Чурок на стройке навалом. В шаге от зимовья пень старой лиственницы. На нем удобно колоть сырые смолистые чурки. Колотые дрова складывал в поленницу за стеной зимовья. Медвежья шкура высохла до жестяной прочности. Чируха незадолго до паводка привез пять деревянных бочек соленой кеты. Селедка и соленый лосось на шурфовке в особой цене. Мужики работают кайлом и ломом на канавах и в шурфах. Соль выходит с потом, воротники рубах хрустят от соли. Кружка крепкого сладкого чая да кусок соленой кеты хорошо согревают желудок и душу после холодного шурфа. Бочки с кетой закатили в теплый склад. На дверь я повесил замок.

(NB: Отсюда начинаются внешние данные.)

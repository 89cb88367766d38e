//! Bulk independent tasks over rayon (or serially without the `parallel` feature).
//!
//! Tasks never share mutable state: each one either owns a disjoint row of the
//! output buffer or returns a value that the caller applies afterwards.

#[cfg(feature = "parallel")]
use rayon::prelude::*;

/// Run `f(row_index, row)` for every `row_len`-sized row of `out`.
pub(crate) fn fill_rows<T, F>(out: &mut [T], row_len: usize, f: F)
where
    T: Send,
    F: Fn(usize, &mut [T]) + Sync + Send,
{
    if row_len == 0 {
        return;
    }

    #[cfg(feature = "parallel")]
    out.par_chunks_mut(row_len)
        .enumerate()
        .for_each(|(i, row)| f(i, row));

    #[cfg(not(feature = "parallel"))]
    out.chunks_mut(row_len)
        .enumerate()
        .for_each(|(i, row)| f(i, row));
}

/// Compute `f(task)` for `task in 0..n`, returned in task order.
pub(crate) fn map_tasks<T, F>(n: usize, f: F) -> Vec<T>
where
    T: Send,
    F: Fn(usize) -> T + Sync + Send,
{
    #[cfg(feature = "parallel")]
    {
        (0..n).into_par_iter().map(f).collect()
    }

    #[cfg(not(feature = "parallel"))]
    {
        (0..n).map(f).collect()
    }
}
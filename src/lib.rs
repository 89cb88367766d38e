//! `walker`: random walk batches over CSR graphs, plus walk corruption for
//! contrastive training data.
//!
//! Walk policies:
//! - [`walk_uniform`]: first-order weighted walks
//! - [`walk_restart`]: weighted walks that jump back to the start node with probability `alpha`
//! - [`walk_node2vec`]: second-order walks biased by return (`p`) and in-out (`q`) parameters
//!
//! Corruption ([`corrupt_uniform`], [`corrupt_from_pool`], [`corrupt_adjacency_aware`])
//! overwrites random cells of an existing batch and reports what survived in a
//! boolean similarity mask.
//!
//! Public invariants (must not drift):
//! - **Batch layout**: row `i` of a `(n_walks * m, walk_len)` batch starts at
//!   `start_nodes[i % m]`; column 0 is always the start node.
//! - **Sinks absorb**: a walk that reaches a node with no out-edges repeats it.
//! - **Determinism**: every operation is a pure function of its inputs and seed,
//!   independent of Rayon thread count.
//! - **No silent normalization**: rows are assumed row-stochastic; weights are
//!   never rescaled.
//!
//! Swappable (allowed to change without breaking the contract):
//! - iteration strategy (serial vs parallel)
//! - internal buffers and RNG stream derivation (so long as determinism holds)

pub mod corrupt;
pub mod graph;
pub mod node2vec;
pub(crate) mod parallel;
pub mod random_walk;
pub mod rng;
pub mod sample;

pub use corrupt::{
    corrupt_adjacency_aware, corrupt_from_pool, corrupt_uniform, corrupted_from_pool,
    corrupted_uniform, corruption_count, Corruption, CorruptionConfig,
};
pub use graph::{all_nodes, CsrGraph, WeightedGraphRef};
pub use node2vec::walk_node2vec;
pub use random_walk::{generate_walks, walk_restart, walk_uniform, WalkConfig, WalkPolicy};
pub use sample::{sample_index, sample_scaled};

/// Dense `(rows, walk_len)` matrix of node ids.
pub type WalkBatch = ndarray::Array2<u32>;

/// Dense boolean matrix: `true` where a walk was left unchanged.
pub type SimilarityMask = ndarray::Array2<bool>;

#[derive(Debug, thiserror::Error)]
pub enum Error {
    #[error("invalid graph: {0}")]
    InvalidGraph(String),
    #[error("node {node} out of range for {node_count} nodes")]
    NodeOutOfRange { node: u32, node_count: usize },
    #[error("invalid parameter: {0}")]
    InvalidParameter(String),
    #[error("batch shape: {0}")]
    Shape(#[from] ndarray::ShapeError),
}

pub type Result<T> = std::result::Result<T, Error>;
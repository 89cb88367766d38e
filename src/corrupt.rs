//! Walk corruption: random node substitutions plus a mask of what survived.
//!
//! Corruption events are drawn in parallel (one cheap xorshift stream per event)
//! and then applied in event order. Two events landing on the same cell resolve
//! to the later event, so a given seed always produces the same batch.
//!
//! Column 0 (the start node) is never corrupted.

use crate::graph::WeightedGraphRef;
use crate::parallel::map_tasks;
use crate::rng::{fast_rng, FastRng};
use crate::{Error, Result, SimilarityMask, WalkBatch};
use rand::Rng;

#[derive(Debug, Clone, Copy, PartialEq)]
#[cfg_attr(feature = "serde", derive(serde::Serialize, serde::Deserialize))]
pub struct CorruptionConfig {
    /// Fraction of batch cells to corrupt; `floor(rows * walk_len * rate)` events.
    pub rate: f32,
    pub seed: u64,
}

impl Default for CorruptionConfig {
    fn default() -> Self {
        Self {
            rate: 0.1,
            seed: 42,
        }
    }
}

impl CorruptionConfig {
    pub fn validate(&self) -> Result<()> {
        if !self.rate.is_finite() || !(0.0..=1.0).contains(&self.rate) {
            return Err(Error::InvalidParameter(format!(
                "corruption rate must be in [0,1], got {}",
                self.rate
            )));
        }
        Ok(())
    }
}

/// A corrupted copy of a walk batch together with its similarity mask.
#[derive(Debug, Clone, PartialEq)]
pub struct Corruption {
    pub walks: WalkBatch,
    pub mask: SimilarityMask,
}

/// Number of corruption events for a `(rows, walk_len)` batch.
///
/// Evaluated in `f32`: `rate = 0.7` over 10 cells gives 7 events, not 6.
pub fn corruption_count(rows: usize, walk_len: usize, rate: f32) -> usize {
    let cells = rows.saturating_mul(walk_len) as f32;
    (cells * rate).floor() as usize
}

#[derive(Debug, Clone, Copy)]
struct Event {
    row: usize,
    col: usize,
    node: u32,
}

/// Draw all events for a batch. Empty when no cell is corruptible.
fn draw_events<F>(rows: usize, walk_len: usize, config: CorruptionConfig, pick: F) -> Vec<Event>
where
    F: Fn(&mut FastRng) -> u32 + Sync + Send,
{
    if rows == 0 || walk_len < 2 {
        return Vec::new();
    }
    let n = corruption_count(rows, walk_len, config.rate);
    map_tasks(n, |t| {
        let mut rng = fast_rng(config.seed, t);
        let row = rng.random_range(0..rows);
        let col = rng.random_range(1..walk_len);
        let node = pick(&mut rng);
        Event { row, col, node }
    })
}

/// Whether any event would be drawn for this batch.
fn has_work(rows: usize, walk_len: usize, rate: f32) -> bool {
    rows > 0 && walk_len >= 2 && corruption_count(rows, walk_len, rate) > 0
}

/// Replace random cells of `walks` with uniform node ids in `[0, n_nodes)`.
///
/// Mutates `walks` in place. The returned mask has the batch's shape and is
/// `false` exactly at the corrupted cells.
pub fn corrupt_uniform(
    walks: &mut WalkBatch,
    n_nodes: u32,
    config: CorruptionConfig,
) -> Result<SimilarityMask> {
    config.validate()?;
    let (rows, walk_len) = walks.dim();
    if n_nodes == 0 && has_work(rows, walk_len, config.rate) {
        return Err(Error::InvalidParameter(
            "n_nodes must be > 0 to draw replacement nodes".to_string(),
        ));
    }

    let events = draw_events(rows, walk_len, config, |rng| rng.random_range(0..n_nodes));
    let mut mask = SimilarityMask::from_elem((rows, walk_len), true);
    for e in &events {
        walks[[e.row, e.col]] = e.node;
        mask[[e.row, e.col]] = false;
    }

    tracing::debug!(
        rows,
        walk_len,
        events = events.len(),
        "applied uniform corruption"
    );
    Ok(mask)
}

/// Replace random cells of `walks` with ids drawn uniformly from `candidates`.
///
/// Mutates `walks` in place. The mask has `walk_len - 1` columns, one per walk
/// edge: `mask[[x, j]]` covers the step `walks[[x, j]] -> walks[[x, j + 1]]`.
/// Corrupting cell `(x, y)` breaks the edge into it (`j = y - 1`) and, unless
/// `y` is the last column, the edge out of it (`j = y`).
pub fn corrupt_from_pool(
    walks: &mut WalkBatch,
    candidates: &[u32],
    n_nodes: u32,
    config: CorruptionConfig,
) -> Result<SimilarityMask> {
    config.validate()?;
    let (rows, walk_len) = walks.dim();
    if let Some(&node) = candidates.iter().find(|&&c| c >= n_nodes) {
        return Err(Error::NodeOutOfRange {
            node,
            node_count: n_nodes as usize,
        });
    }
    if candidates.is_empty() && has_work(rows, walk_len, config.rate) {
        return Err(Error::InvalidParameter(
            "candidate pool is empty".to_string(),
        ));
    }

    let events = draw_events(rows, walk_len, config, |rng| {
        candidates[rng.random_range(0..candidates.len())]
    });
    let mut mask = SimilarityMask::from_elem((rows, walk_len.saturating_sub(1)), true);
    for e in &events {
        walks[[e.row, e.col]] = e.node;
        mask[[e.row, e.col - 1]] = false;
        if e.col + 1 < walk_len {
            mask[[e.row, e.col]] = false;
        }
    }

    tracing::debug!(
        rows,
        walk_len,
        pool = candidates.len(),
        events = events.len(),
        "applied candidate-pool corruption"
    );
    Ok(mask)
}

/// Replace random cells with uniform node ids and re-check the touched edges
/// against `graph`.
///
/// The mask has `walk_len - 1` columns like [`corrupt_from_pool`]. Edges next to a
/// corrupted cell are `true` only if they are still a step a walk could take
/// (an edge of `graph`, or a sink repeating itself). Untouched edges stay `true`.
pub fn corrupt_adjacency_aware<G: WeightedGraphRef>(
    walks: &mut WalkBatch,
    graph: &G,
    config: CorruptionConfig,
) -> Result<SimilarityMask> {
    config.validate()?;
    let node_count = graph.node_count();
    let (rows, walk_len) = walks.dim();
    if let Some(&node) = walks.iter().find(|&&v| v as usize >= node_count) {
        return Err(Error::NodeOutOfRange { node, node_count });
    }
    if node_count == 0 && has_work(rows, walk_len, config.rate) {
        return Err(Error::InvalidParameter(
            "graph has no nodes to draw replacements from".to_string(),
        ));
    }
    // `CsrGraph::new` guarantees this; custom adapters may not.
    let n_nodes = u32::try_from(node_count).map_err(|_| {
        Error::InvalidGraph(format!("{node_count} nodes do not fit in u32 ids"))
    })?;

    let events = draw_events(rows, walk_len, config, |rng| rng.random_range(0..n_nodes));
    for e in &events {
        walks[[e.row, e.col]] = e.node;
    }

    let mut mask = SimilarityMask::from_elem((rows, walk_len.saturating_sub(1)), true);
    for e in &events {
        let into = e.col - 1;
        mask[[e.row, into]] = is_walk_step(graph, walks[[e.row, into]], walks[[e.row, e.col]]);
        if e.col + 1 < walk_len {
            mask[[e.row, e.col]] =
                is_walk_step(graph, walks[[e.row, e.col]], walks[[e.row, e.col + 1]]);
        }
    }

    tracing::debug!(
        rows,
        walk_len,
        events = events.len(),
        "applied adjacency-aware corruption"
    );
    Ok(mask)
}

fn is_walk_step<G: WeightedGraphRef>(graph: &G, from: u32, to: u32) -> bool {
    if graph.is_sink(from) {
        from == to
    } else {
        graph.has_edge(from, to)
    }
}

/// Like [`corrupt_uniform`], but leaves `walks` untouched and returns a corrupted copy.
pub fn corrupted_uniform(
    walks: &WalkBatch,
    n_nodes: u32,
    config: CorruptionConfig,
) -> Result<Corruption> {
    let mut walks = walks.clone();
    let mask = corrupt_uniform(&mut walks, n_nodes, config)?;
    Ok(Corruption { walks, mask })
}

/// Like [`corrupt_from_pool`], but leaves `walks` untouched and returns a corrupted copy.
pub fn corrupted_from_pool(
    walks: &WalkBatch,
    candidates: &[u32],
    n_nodes: u32,
    config: CorruptionConfig,
) -> Result<Corruption> {
    let mut walks = walks.clone();
    let mask = corrupt_from_pool(&mut walks, candidates, n_nodes, config)?;
    Ok(Corruption { walks, mask })
}

#[cfg(test)]
mod tests {
    use super::*;
    use crate::graph::CsrGraph;
    use ndarray::array;

    #[test]
    fn count_floors_the_product() {
        assert_eq!(corruption_count(10, 10, 0.0), 0);
        assert_eq!(corruption_count(10, 10, 0.1), 10);
        assert_eq!(corruption_count(3, 5, 0.1), 1);
        assert_eq!(corruption_count(3, 5, 1.0), 15);
        // Rates that round below their decimal value in f32.
        assert_eq!(corruption_count(1, 10, 0.7), 7);
        assert_eq!(corruption_count(1, 10, 0.9), 9);
        assert_eq!(corruption_count(10, 10, 0.7), 70);
    }

    #[test]
    fn events_stay_off_column_zero() {
        let cfg = CorruptionConfig {
            rate: 1.0,
            seed: 11,
        };
        let events = draw_events(7, 4, cfg, |rng| rng.random_range(0..100));
        assert_eq!(events.len(), 28);
        for e in events {
            assert!(e.row < 7);
            assert!((1..4).contains(&e.col));
            assert!(e.node < 100);
        }
    }

    #[test]
    fn single_column_batches_are_left_alone() {
        let mut walks = array![[3u32], [4]];
        let cfg = CorruptionConfig {
            rate: 1.0,
            seed: 0,
        };
        let mask = corrupt_uniform(&mut walks, 0, cfg).unwrap();
        assert_eq!(walks, array![[3u32], [4]]);
        assert!(mask.iter().all(|&m| m));

        let mask = corrupt_from_pool(&mut walks, &[], 0, cfg).unwrap();
        assert_eq!(mask.dim(), (2, 0));
    }

    #[test]
    fn rejects_bad_inputs() {
        let mut walks = array![[0u32, 1, 2]];
        let cfg = CorruptionConfig {
            rate: 1.0,
            seed: 0,
        };
        assert!(matches!(
            corrupt_uniform(&mut walks, 0, cfg),
            Err(Error::InvalidParameter(_))
        ));
        assert!(matches!(
            corrupt_from_pool(&mut walks, &[], 3, cfg),
            Err(Error::InvalidParameter(_))
        ));
        assert!(matches!(
            corrupt_from_pool(&mut walks, &[1, 9], 3, cfg),
            Err(Error::NodeOutOfRange { node: 9, .. })
        ));
        let bad_rate = CorruptionConfig { rate: 1.5, seed: 0 };
        assert!(corrupt_uniform(&mut walks, 3, bad_rate).is_err());
        assert_eq!(walks, array![[0u32, 1, 2]]);
    }

    #[test]
    fn adjacency_mask_rechecks_touched_edges() {
        // Complete directed graph on 3 nodes without self loops, plus sink 3.
        let row_start = [0u32, 2, 4, 6, 6];
        let columns = [1u32, 2, 0, 2, 0, 1];
        let weights = [0.5f32; 6];
        let g = CsrGraph::new(&row_start, &columns, &weights).unwrap();

        let original = array![[0u32, 1, 2, 0, 1, 2], [1, 2, 0, 1, 2, 0]];
        let mut walks = original.clone();
        let cfg = CorruptionConfig {
            rate: 0.5,
            seed: 5,
        };
        let mask = corrupt_adjacency_aware(&mut walks, &g, cfg).unwrap();
        assert_eq!(mask.dim(), (2, 5));

        for x in 0..2 {
            for j in 0..5 {
                let (a, b) = (walks[[x, j]], walks[[x, j + 1]]);
                let step_ok = is_walk_step(&g, a, b);
                if mask[[x, j]] {
                    // Either untouched (still an original step) or re-checked and valid.
                    assert!(step_ok, "masked-true edge {a} -> {b} is not a walk step");
                } else {
                    assert!(!step_ok, "masked-false edge {a} -> {b} is a walk step");
                }
            }
        }
        assert_eq!(walks.column(0), original.column(0));
    }

    #[test]
    fn sink_repeats_count_as_walk_steps() {
        let row_start = [0u32, 1, 1];
        let columns = [1u32];
        let weights = [1.0f32];
        let g = CsrGraph::new(&row_start, &columns, &weights).unwrap();
        assert!(is_walk_step(&g, 0, 1));
        assert!(is_walk_step(&g, 1, 1));
        assert!(!is_walk_step(&g, 0, 0));
        assert!(!is_walk_step(&g, 1, 0));
    }
}
//! Per-task random streams.
//!
//! Every task (one walk row, or one corruption event) gets its own generator,
//! derived from the call-level seed and the task index. Output is therefore a
//! pure function of `(inputs, seed)` and does not depend on how tasks are
//! scheduled across threads.
//!
//! Two generator grades are used:
//! - [`WalkRng`] (ChaCha8) for walk-step decisions, where stream quality matters.
//! - [`FastRng`] (xorshift) for corruption position/target picks, where it does not.

use rand::SeedableRng;
use rand_chacha::ChaCha8Rng;
use rand_xorshift::XorShiftRng;

pub type WalkRng = ChaCha8Rng;
pub type FastRng = XorShiftRng;

/// Stream tags keep walk and corruption seeds apart even when callers reuse a seed.
pub(crate) const WALK_STREAM: u64 = 0x5741_4c4b_0000_0001;
pub(crate) const CORRUPT_STREAM: u64 = 0x434f_5252_0000_0002;

/// SplitMix64 finalizer.
pub(crate) fn mix64(mut x: u64) -> u64 {
    x ^= x >> 30;
    x = x.wrapping_mul(0xbf58476d1ce4e5b9);
    x ^= x >> 27;
    x = x.wrapping_mul(0x94d049bb133111eb);
    x ^= x >> 31;
    x
}

pub(crate) fn task_seed(seed: u64, stream: u64, task: usize) -> u64 {
    mix64(mix64(seed ^ stream) ^ (task as u64).wrapping_mul(0x9e3779b97f4a7c15))
}

pub(crate) fn walk_rng(seed: u64, task: usize) -> WalkRng {
    WalkRng::seed_from_u64(task_seed(seed, WALK_STREAM, task))
}

pub(crate) fn fast_rng(seed: u64, task: usize) -> FastRng {
    FastRng::seed_from_u64(task_seed(seed, CORRUPT_STREAM, task))
}
//! Second-order (node2vec) biased walks over CSR rows.
//!
//! At step `k >= 2`, with `prev = walk[k - 2]` and candidate edge `cur -> x`:
//! - `x == prev`: weight divided by the return parameter `p`
//! - `x` is a neighbor of `prev`: weight unchanged
//! - otherwise: weight divided by the in-out parameter `q`
//!
//! The step draw is then matched against the cumulative sum of the transformed
//! weights. The first transition has no second-order context and samples the
//! raw row. Membership in `prev`'s row is a linear scan, so a step costs
//! `O(deg(cur) * deg(prev))`.

use crate::graph::WeightedGraphRef;
use crate::random_walk::{generate_walks, WalkConfig, WalkPolicy};
use crate::sample::{sample_index, sample_scaled};
use crate::{Result, WalkBatch};
use rand::Rng;

/// Node2vec walks with return parameter `p` and in-out parameter `q`.
///
/// `p = q = 1` leaves every weight untouched and samples like [`crate::walk_uniform`].
pub fn walk_node2vec<G>(
    graph: &G,
    start_nodes: &[u32],
    config: WalkConfig,
    p: f32,
    q: f32,
) -> Result<WalkBatch>
where
    G: WeightedGraphRef + Sync,
{
    generate_walks(graph, start_nodes, config, WalkPolicy::Node2Vec { p, q })
}

pub(crate) fn node2vec_walk<G: WeightedGraphRef, R: Rng>(
    graph: &G,
    walk: &mut [u32],
    p: f32,
    q: f32,
    rng: &mut R,
) {
    let draws: Vec<f32> = (1..walk.len()).map(|_| rng.random::<f32>()).collect();
    let mut buf: Vec<f32> = Vec::new();

    let mut curr = walk[0];
    for k in 1..walk.len() {
        let (nbrs, wts) = graph.row(curr);
        if !nbrs.is_empty() {
            let draw = draws[k - 1];
            let idx = if k >= 2 {
                fill_node2vec_weights(graph, walk[k - 2], nbrs, wts, p, q, &mut buf);
                sample_scaled(&buf, draw)
            } else {
                sample_index(wts, draw)
            };
            curr = nbrs[idx];
        }
        walk[k] = curr;
    }
}

fn fill_node2vec_weights<G: WeightedGraphRef>(
    graph: &G,
    prev: u32,
    nbrs: &[u32],
    wts: &[f32],
    p: f32,
    q: f32,
    buf: &mut Vec<f32>,
) {
    debug_assert_eq!(nbrs.len(), wts.len());
    let (prev_nbrs, _) = graph.row(prev);

    buf.clear();
    buf.extend(nbrs.iter().zip(wts).map(|(&x, &w)| {
        if x == prev {
            w / p
        } else if prev_nbrs.contains(&x) {
            w
        } else {
            w / q
        }
    }));
}
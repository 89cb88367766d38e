//! Benchmarks for walk generation and corruption.

use criterion::{criterion_group, criterion_main, BenchmarkId, Criterion};
use rand::prelude::*;
use rand::SeedableRng;
use std::hint::black_box;
use walker::{
    all_nodes, corrupted_from_pool, corrupted_uniform, walk_node2vec, walk_restart, walk_uniform,
    CorruptionConfig, CsrGraph, WalkConfig,
};

/// Owned CSR buffers built from adjacency lists with `1 / degree` row weights.
#[derive(Debug, Clone)]
struct CsrBuf {
    row_start: Vec<u32>,
    columns: Vec<u32>,
    weights: Vec<f32>,
}

impl CsrBuf {
    fn from_adj(adj: Vec<Vec<u32>>) -> Self {
        let mut row_start = Vec::with_capacity(adj.len() + 1);
        let mut columns = Vec::new();
        let mut weights = Vec::new();
        row_start.push(0);
        for mut nbrs in adj {
            nbrs.sort_unstable();
            nbrs.dedup();
            let w = 1.0 / nbrs.len().max(1) as f32;
            weights.extend(std::iter::repeat(w).take(nbrs.len()));
            columns.extend(nbrs);
            row_start.push(columns.len() as u32);
        }
        Self {
            row_start,
            columns,
            weights,
        }
    }

    fn graph(&self) -> CsrGraph<'_> {
        CsrGraph::new(&self.row_start, &self.columns, &self.weights).expect("valid CSR")
    }

    fn ring(n: usize) -> Self {
        let n32 = n as u32;
        let adj = (0..n32)
            .map(|i| vec![(i + 1) % n32, (i + n32 - 1) % n32])
            .collect();
        Self::from_adj(adj)
    }

    /// Preferential attachment graph (Barabási–Albert) with `m` edges per new node.
    ///
    /// Heavy-tailed degrees are where the node2vec neighbor scan gets expensive.
    fn barabasi_albert(n: usize, m: usize, seed: u64) -> Self {
        assert!(n >= m.max(2));
        assert!(m >= 1);

        let mut rng = StdRng::seed_from_u64(seed);
        let mut adj: Vec<Vec<u32>> = vec![Vec::new(); n];

        // Start with a clique of size m+1.
        let init = m + 1;
        let mut targets: Vec<usize> = Vec::new(); // node ids repeated by degree
        for i in 0..init {
            for j in (i + 1)..init {
                adj[i].push(j as u32);
                adj[j].push(i as u32);
            }
        }
        for i in 0..init {
            for _ in 0..adj[i].len() {
                targets.push(i);
            }
        }

        for v in init..n {
            let mut chosen: Vec<usize> = Vec::with_capacity(m);
            while chosen.len() < m {
                let u = targets[rng.random_range(0..targets.len())];
                if u != v && !chosen.contains(&u) {
                    chosen.push(u);
                }
            }
            for &u in &chosen {
                adj[v].push(u as u32);
                adj[u].push(v as u32);
                targets.push(u);
                targets.push(v);
            }
        }

        Self::from_adj(adj)
    }

    /// Simple stochastic block model: `blocks` equal-sized communities.
    fn sbm(n: usize, blocks: usize, p_in: f64, p_out: f64, seed: u64) -> Self {
        assert!(blocks >= 2);
        assert!(n >= blocks);
        let mut rng = StdRng::seed_from_u64(seed);
        let mut adj: Vec<Vec<u32>> = vec![Vec::new(); n];
        let bsz = n.div_ceil(blocks);

        for i in 0..n {
            let bi = (i / bsz).min(blocks - 1);
            for j in (i + 1)..n {
                let bj = (j / bsz).min(blocks - 1);
                let p = if bi == bj { p_in } else { p_out };
                if rng.random::<f64>() < p {
                    adj[i].push(j as u32);
                    adj[j].push(i as u32);
                }
            }
        }

        Self::from_adj(adj)
    }
}

fn bench_walk_generation(c: &mut Criterion) {
    let mut group = c.benchmark_group("walk_generation");

    for n in [1_000usize, 10_000] {
        let graphs = [
            ("ring", CsrBuf::ring(n)),
            ("ba_m4", CsrBuf::barabasi_albert(n, 4, 123)),
            ("sbm4", CsrBuf::sbm(n, 4, 0.02, 0.002, 123)),
        ];

        // Keep total work bounded.
        let cfg = WalkConfig {
            n_walks: 2,
            walk_len: 40,
            seed: 123,
        };

        for (name, buf) in &graphs {
            let g = buf.graph();
            let starts = all_nodes(&g);

            group.bench_with_input(BenchmarkId::new(format!("{name}/uniform"), n), &n, |b, _| {
                b.iter(|| black_box(walk_uniform(black_box(&g), &starts, black_box(cfg))))
            });

            group.bench_with_input(BenchmarkId::new(format!("{name}/restart"), n), &n, |b, _| {
                b.iter(|| black_box(walk_restart(black_box(&g), &starts, black_box(cfg), 0.15)))
            });

            group.bench_with_input(
                BenchmarkId::new(format!("{name}/node2vec"), n),
                &n,
                |b, _| {
                    b.iter(|| {
                        black_box(walk_node2vec(black_box(&g), &starts, black_box(cfg), 0.5, 2.0))
                    })
                },
            );
        }
    }

    group.finish();
}

fn bench_corruption(c: &mut Criterion) {
    let mut group = c.benchmark_group("corruption");

    let buf = CsrBuf::barabasi_albert(10_000, 4, 7);
    let g = buf.graph();
    let cfg = WalkConfig {
        n_walks: 2,
        walk_len: 40,
        seed: 7,
    };
    let walks = walk_uniform(&g, &all_nodes(&g), cfg).expect("walks");
    let pool: Vec<u32> = (0..1_000).collect();

    for rate in [0.05f32, 0.2] {
        let ccfg = CorruptionConfig { rate, seed: 7 };
        group.bench_with_input(BenchmarkId::new("uniform", rate), &rate, |b, _| {
            b.iter(|| black_box(corrupted_uniform(black_box(&walks), 10_000, ccfg)))
        });
        group.bench_with_input(BenchmarkId::new("pool", rate), &rate, |b, _| {
            b.iter(|| black_box(corrupted_from_pool(black_box(&walks), &pool, 10_000, ccfg)))
        });
    }

    group.finish();
}

criterion_group!(benches, bench_walk_generation, bench_corruption);
criterion_main!(benches);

Вечерело. Надоело мне на горбу кругляк волохать, заготавливая дрова для зимовья. Барак уже имеет два нижних венца. Рабочие и плотники живут в палатках. День работают на трелевке, шкурят бревна, рубят простенки. Полный кузов «краба» накидали обрезками с Чирухой. Подвезли к зимовью. Шкуру медвежью пора снимать. Ночи уже холодные.
– Отдай мне шкуру, – Чируха знал, помогая с дровами, что не откажу.
– Забирай. В зимовье ей нет места.
Выгрузили из кузова машины чурки рядом с пнем для колки дров. Сняли с гвоздей шкуру медведицы. Она аккурат на весь кузов «краба» выстелилась.
– Отдам человеку, который выделывает шкуры, – остался доволен Чируха.
Над Аганом звездное небо августа. «Баню пора топить», – решил я, проводив Чируху.
Проголодался за день так, будто сто лет не ел. Кастрюлька супа под нарами на холодной земле. Печь топится. Поставил, согрел суп. Поварешкой вместо ложки выхлебал весь суп до дна. И больше ничего не помню.
Проснулся поверх спального мешка рано утром, весь окоченевший от холода. Крутит ноги, ломит тело, трещит голова от боли.
Рабочий день пролежал в зимовье. Вечерком ко мне наведался из бригады плотников Паря. Удивительный молчун. Если он обращался к кому-то, одно слово хрипло и говорил. «Хрипатый», «паря», кому как нравилось, окликали его. Паря привязался ко мне душой. Он уже почти старик. Было в нем что-то нерушимое, настоящее. После драки с Курилкой, когда я в беспамятстве выхватил нож, уже никто в геологоразведке не пытался мною помыкать. Паря летом был на шурфах. Он единственный из рабочих без пары, был нелюдим и жил в палатке один. В Хасынской экспедиции Паря работает лет двадцать. Знают его в геологических партиях как хлебопека. Булки белого душистого хлеба в чугунных формах он выпекал в полевых условиях чудесные. Друг у Пари есть, каюр Чифирок. Вместе их в один отряд или партию не берут, пьянствуют. Дело стоит. Работают врозь – каждый на вес золота. Ландорики замешивать из муки, хлеб выпекать меня научил Паря.
С виду обычный плосколицый пермяк, с характерной ямкой упрямца на подбородке. Парю побаивались в бригаде, не «кантовал» его и бригадир. Если Паря сидит на корточках, прислонившись спиной к стене в бараке, курит и молчит, бригадир плотников его не гонит работать. Остальные пашут.
Паря постучал с улицы ладонью в дверку лаза.
– Паря-я, – позвал хрипло. И столько тоски в этом зове, надежды на то, что живой, что я нашел в себе силы и сел на нарах, свесив босые ноги.
– Ты, Паря? – отозвался на его зов. – Лезь на карачках, – сказать «заходи» – издевка. Потому что вместо двери в зимовье лаз – метр в высоту и шестьдесят сантиметров в ширину.
Косо протиснувшись в лаз зимовья, Паря присел на чурбак у стола. Я единственный из окружающих понимал его без слов.
– Это тебе, – на столе спичечный коробок. В зимовье стойко держится дымок от выкуренной вечером с Чирухой самокрутки. Паря взял коробок, выдвинул, понюхал табак.
– Паря, – ожил он от удивления. Благодарная улыбка на пермяцком лице с приплюснутым боксерским носом показалась знакомой. Я много читал. «Собор Парижской Богоматери». Квазимодо мне напомнил Паря.
– Паря-я, – опять прохрипел он. Поднялся с чурбака и также кособоко, как втиснулся в зимовье, выполз на карачках на улицу.
Утром приехал из Хасына на УАЗике начальник партии Вадим Берчинский. Жил он, бывая на базе, в бараке, который определил под склад. Я в барак заходил по делам, ночевал в зимовье. На разводе решено было топить баню. «Выходные дни. Отдыхать должна и бригада. Стройки конца не видно. А живет человек здесь и сейчас», – рассудил Берчинский.